[Opening Available data section]

#[test]
fn input_to_parameter_chain() {
    let src = number_source("lfo", 0.0);
    let osc = into_ref(BasicModule::new(
        ModuleCore::new("osc", "osc", "Oscillator")
            .with_parameter(ParameterSpec::list("wave", ["sine", "saw", "square"], 1))
            .with_input("wave_cv", PortType::Number),
    ));
    osc.core().bind_input_to_parameter("wave_cv", "wave").unwrap();
    assert_eq!(
        osc.core().get_parameter_value("wave"),
        Some(ParamValue::from("saw"))
    );

    src.core().connect_output("out", &osc, "wave_cv").unwrap();
    assert_eq!(
        osc.core().get_parameter_value("wave"),
        Some(ParamValue::from("sine"))
    );
    src.core().update_parameter("value", 0.99);
    assert_eq!(
        osc.core().get_parameter_value("wave"),
        Some(ParamValue::from("square"))
    );
}

// ============================================================================
// 3. ARRAY aggregation
// ============================================================================

#[test]
fn array_aggregate_independent_of_connection_order() {
    for reversed in [false, true] {
        let p1 = array_source("p1", vec![1.0, 2.0]);
        let p2 = array_source("p2", vec![3.0, 4.0]);
        let dst = sink("seq");

        if reversed {
            p2.core().connect_output("out", &dst, "steps").unwrap();
            p1.core().connect_output("out", &dst, "steps").unwrap();
        } else {
            p1.core().connect_output("out", &dst, "steps").unwrap();
            p2.core().connect_output("out", &dst, "steps").unwrap();
        }
        assert_eq!(
            input_value(&dst, "steps"),
            PortValue::Array(vec![1.0, 2.0, 3.0, 4.0])
        );
        assert_eq!(
            binding_labels(&dst, "steps"),
            vec!["input_steps_p1_out", "input_steps_p2_out"]
        );

        assert!(p1.core().disconnect_output("out", &dst, "steps"));
        assert_eq!(input_value(&dst, "steps"), PortValue::Array(vec![3.0, 4.0]));

        assert!(p2.core().disconnect_output("out", &dst, "steps"));
        assert_eq!(input_value(&dst, "steps"), PortValue::Array(vec![]));
    }
}

#[test]
fn array_update_replaces_only_that_contribution() {
    let p1 = array_source("p1", vec![1.0]);
    let p2 = array_source("p2", vec![2.0]);
    let dst = sink("seq");
    p1.core().connect_output("out", &dst, "steps").unwrap();
    p2.core().connect_output("out", &dst, "steps").unwrap();

    p2.core().set_output("out", vec![5.0, 6.0, 7.0]);
    assert_eq!(
        input_value(&dst, "steps"),
        PortValue::Array(vec![1.0, 5.0, 6.0, 7.0])
    );

    // Reconnecting the same producer refreshes, not duplicates.
    p1.core().connect_output("out", &dst, "steps").unwrap();
    assert_eq!(dst.core().input_bindings("steps").len(), 2);
    assert_eq!(p1.core().output_connections("out").len(), 1);
    assert_eq!(
        input_value(&dst, "steps"),
        PortValue::Array(vec![1.0, 5.0, 6.0, 7.0])
    );
}

#[test]
fn underscored_ids_with_equal_labels_both_contribute() {
    // `a_b.c` and `a.b_c` format to the same key string.
    let left = into_ref(BasicModule::new(
        ModuleCore::new("a_b", "steps", "Steps").with_output("c", PortType::Array),
    ));
    let right = into_ref(BasicModule::new(
        ModuleCore::new("a", "steps", "Steps").with_output("b_c", PortType::Array),
    ));
    left.core().set_output("c", vec![1.0]);
    right.core().set_output("b_c", vec![2.0]);
    let dst = sink("seq");

    left.core().connect_output("c", &dst, "steps").unwrap();
    right.core().connect_output("b_c", &dst, "steps").unwrap();

    // Equal labels are ordered by source module id: "a" < "a_b".
    assert_eq!(input_value(&dst, "steps"), PortValue::Array(vec![2.0, 1.0]));
    assert_eq!(
        binding_labels(&dst, "steps"),
        vec!["input_steps_a_b_c", "input_steps_a_b_c"]
    );
    assert_eq!(left.core().output_connections("c").len(), 1);
    assert_eq!(right.core().output_connections("b_c").len(), 1);

    assert!(left.core().disconnect_output("c", &dst, "steps"));
    assert_eq!(input_value(&dst, "steps"), PortValue::Array(vec![2.0]));
    assert_eq!(right.core().output_connections("b_c").len(), 1);
}

#[test]
fn dropped_targets_are_pruned_from_connection_list() {
    let src = array_source("p1", vec![1.0]);
    for round in 0..3 {
        let dst = sink(&format!("seq{round}"));
        src.core().connect_output("out", &dst, "steps").unwrap();
        // Dropped without dispose.
    }
    let kept = sink("kept");
    src.core().connect_output("out", &kept, "steps").unwrap();
    assert_eq!(
        src.core().output_connections("out"),
        vec![("kept".to_string(), "steps".to_string())]
    );
}

#[test]
fn array_unbind_all_clears() {
    let p1 = array_source("p1", vec![1.0]);
    let p2 = array_source("p2", vec![2.0]);
    let dst = sink("seq");
    p1.core().connect_output("out", &dst, "steps").unwrap();
    p2.core().connect_output("out", &dst, "steps").unwrap();

    assert!(dst.core().unbind_input("steps", None, None));
    assert_eq!(input_value(&dst, "steps"), PortValue::Array(vec![]));
    assert!(p1.core().output_connections("out").is_empty());
    assert!(p2.core().output_connections("out").is_empty());
}

// ============================================================================
// 4. AUDIO routing
// ============================================================================

#[test]
fn audio_without_hooks_overwrites_and_resets_when_last_source_leaves() {
    let a = audio_source("a");
    let b = audio_source("b");
    let dst = sink("out");
    let ha = AudioHandle::new("a");
    let hb = AudioHandle::new("b");
    a.core().set_output("out", ha.clone());
    b.core().set_output("out", hb.clone());

    a.core().connect_output("out", &dst, "in").unwrap();
    b.core().connect_output("out", &dst, "in").unwrap();
    assert_eq!(input_value(&dst, "in"), PortValue::Audio(Some(hb)));

    assert!(b.core().disconnect_output("out", &dst, "in"));
    // One producer remains, so the cell is not reset.
    assert!(input_value(&dst, "in").as_audio().is_some());
    assert!(a.core().disconnect_output("out", &dst, "in"));
    assert_eq!(input_value(&dst, "in"), PortValue::Audio(None));
}

#[test]
fn audio_hooks_receive_connect_and_disconnect() {
    let context = ModuleContext::default();
    let mixer = Mixer::new("mix", &context);
    let target: ModuleRef = mixer.clone();
    let osc1 = audio_source("osc1");
    let osc2 = audio_source("osc2");
    osc1.core().set_output("out", AudioHandle::new("one"));

    osc1.core().connect_output("out", &target, "in").unwrap();
    // osc2 has only the empty handle; it is bound but nothing is forwarded.
    osc2.core().connect_output("out", &target, "in").unwrap();
    assert_eq!(*mixer.events.borrow(), vec!["connect osc1.out"]);
    assert_eq!(mixer.core.input_bindings("in").len(), 2);

    assert!(target.core().unbind_input("in", None, None));
    assert_eq!(
        *mixer.events.borrow(),
        vec!["connect osc1.out", "disconnect osc1.out", "disconnect osc2.out"]
    );
    assert_eq!(input_value(&target, "in"), PortValue::Audio(None));
}

// ============================================================================
// 5. Readiness queue
// ============================================================================

#[test]
fn pending_audio_replays_in_arrival_order() {
    let context = ModuleContext::default();
    let mixer = Mixer::new("mix", &context);
    let target: ModuleRef = mixer.clone();
    let osc = audio_source("osc");
    osc.core().connect_output("out", &target, "in").unwrap();

    for label in ["v1", "v2", "v3"] {
        osc.core().set_output("out", AudioHandle::new(label));
    }
    assert_eq!(mixer.backend.pending_len(), 3);
    // Raw values still land in the input cell while pending.
    assert!(input_value(&target, "in").as_audio().is_some());

    let ready = Rc::new(RefCell::new(false));
    let flag = Rc::clone(&ready);
    context
        .coordinator()
        .when_all_ready(move || *flag.borrow_mut() = true);
    assert!(!*ready.borrow());

    mixer.backend.complete_setup(RefCell::new(Vec::new()), Mixer::deliver);
    assert!(*ready.borrow());
    assert_eq!(mixer.backend.pending_len(), 0);
    let backend = mixer.backend.backend().unwrap();
    assert_eq!(
        *backend.borrow(),
        vec!["osc.out:v1", "osc.out:v2", "osc.out:v3"]
    );
}

#[test]
fn disposing_pending_module_releases_barrier() {
    let context = ModuleContext::default();
    let a = Mixer::new("a", &context);
    let b = Mixer::new("b", &context);

    let ready = Rc::new(RefCell::new(false));
    let flag = Rc::clone(&ready);
    context
        .coordinator()
        .when_all_ready(move || *flag.borrow_mut() = true);

    b.dispose();
    assert!(!*ready.borrow());
    a.backend.complete_setup(RefCell::new(Vec::new()), Mixer::deliver);
    assert!(*ready.borrow());
}

#[test]
fn no_backend_means_nothing_pending() {
    let context = ModuleContext::new(Default::default(), false);
    let mixer = Mixer::new("mix", &context);
    assert!(context.coordinator().all_ready());

    let target: ModuleRef = mixer.clone();
    let osc = audio_source("osc");
    osc.core().set_output("out", AudioHandle::new("x"));
    osc.core().connect_output("out", &target, "in").unwrap();
    assert_eq!(mixer.backend.pending_len(), 0);
    assert!(input_value(&target, "in").as_audio().is_some());
}

// ============================================================================
// 6. Dispose cascade
// ============================================================================

#[test]
fn dispose_unbinds_upstream_and_downstream() {
    let src = number_source("lfo", 2.0);
    let mid = into_ref(BasicModule::new(
        ModuleCore::new("mid", "thru", "Thru")
            .with_input("in", PortType::Number)
            .with_output("out", PortType::Number),
    ));
    let dst = sink("vca");

    src.core().connect_output("out", &mid, "in").unwrap();
    mid.core().set_output("out", 6.0);
    mid.core().connect_output("out", &dst, "level").unwrap();
    assert_eq!(input_value(&dst, "level"), PortValue::Number(6.0));

    mid.dispose();

    // Downstream input was reset, upstream record dropped.
    assert_eq!(input_value(&dst, "level"), PortValue::Number(0.0));
    assert!(dst.core().input_bindings("level").is_empty());
    assert!(src.core().output_connections("out").is_empty());

    // Cells are completed: subscribing neither fails nor delivers.
    let input = mid.core().input("in").unwrap();
    assert!(input.cell().is_completed());
    let sub = input.cell().subscribe(|_| panic!("delivered after dispose"));
    assert!(!sub.is_active());
    src.core().update_parameter("value", 11.0);

    assert_eq!(
        mid.core().connect_output("out", &dst, "level"),
        Err(ModuleError::AlreadyDisposed("mid".into()))
    );
    assert_eq!(
        src.core().connect_output("out", &mid, "in"),
        Err(ModuleError::AlreadyDisposed("mid".into()))
    );
    mid.dispose();
}

#[test]
fn dropping_target_does_not_keep_source_alive() {
    let src = number_source("lfo", 1.0);
    let dst = sink("vca");
    src.core().connect_output("out", &dst, "level").unwrap();
    let weak = Rc::downgrade(&dst);
    drop(dst);
    assert!(weak.upgrade().is_none());

    // The dangling record is skipped.
    assert_eq!(src.core().disconnect_all_outputs(), 0);
    src.core().update_parameter("value", 3.0);
}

[Closing Available data section]

Collect each line of the entries that has the word "reversed", copying it in full.

■ Solution for this problem ■
    for reversed in [false, true] {
        if reversed {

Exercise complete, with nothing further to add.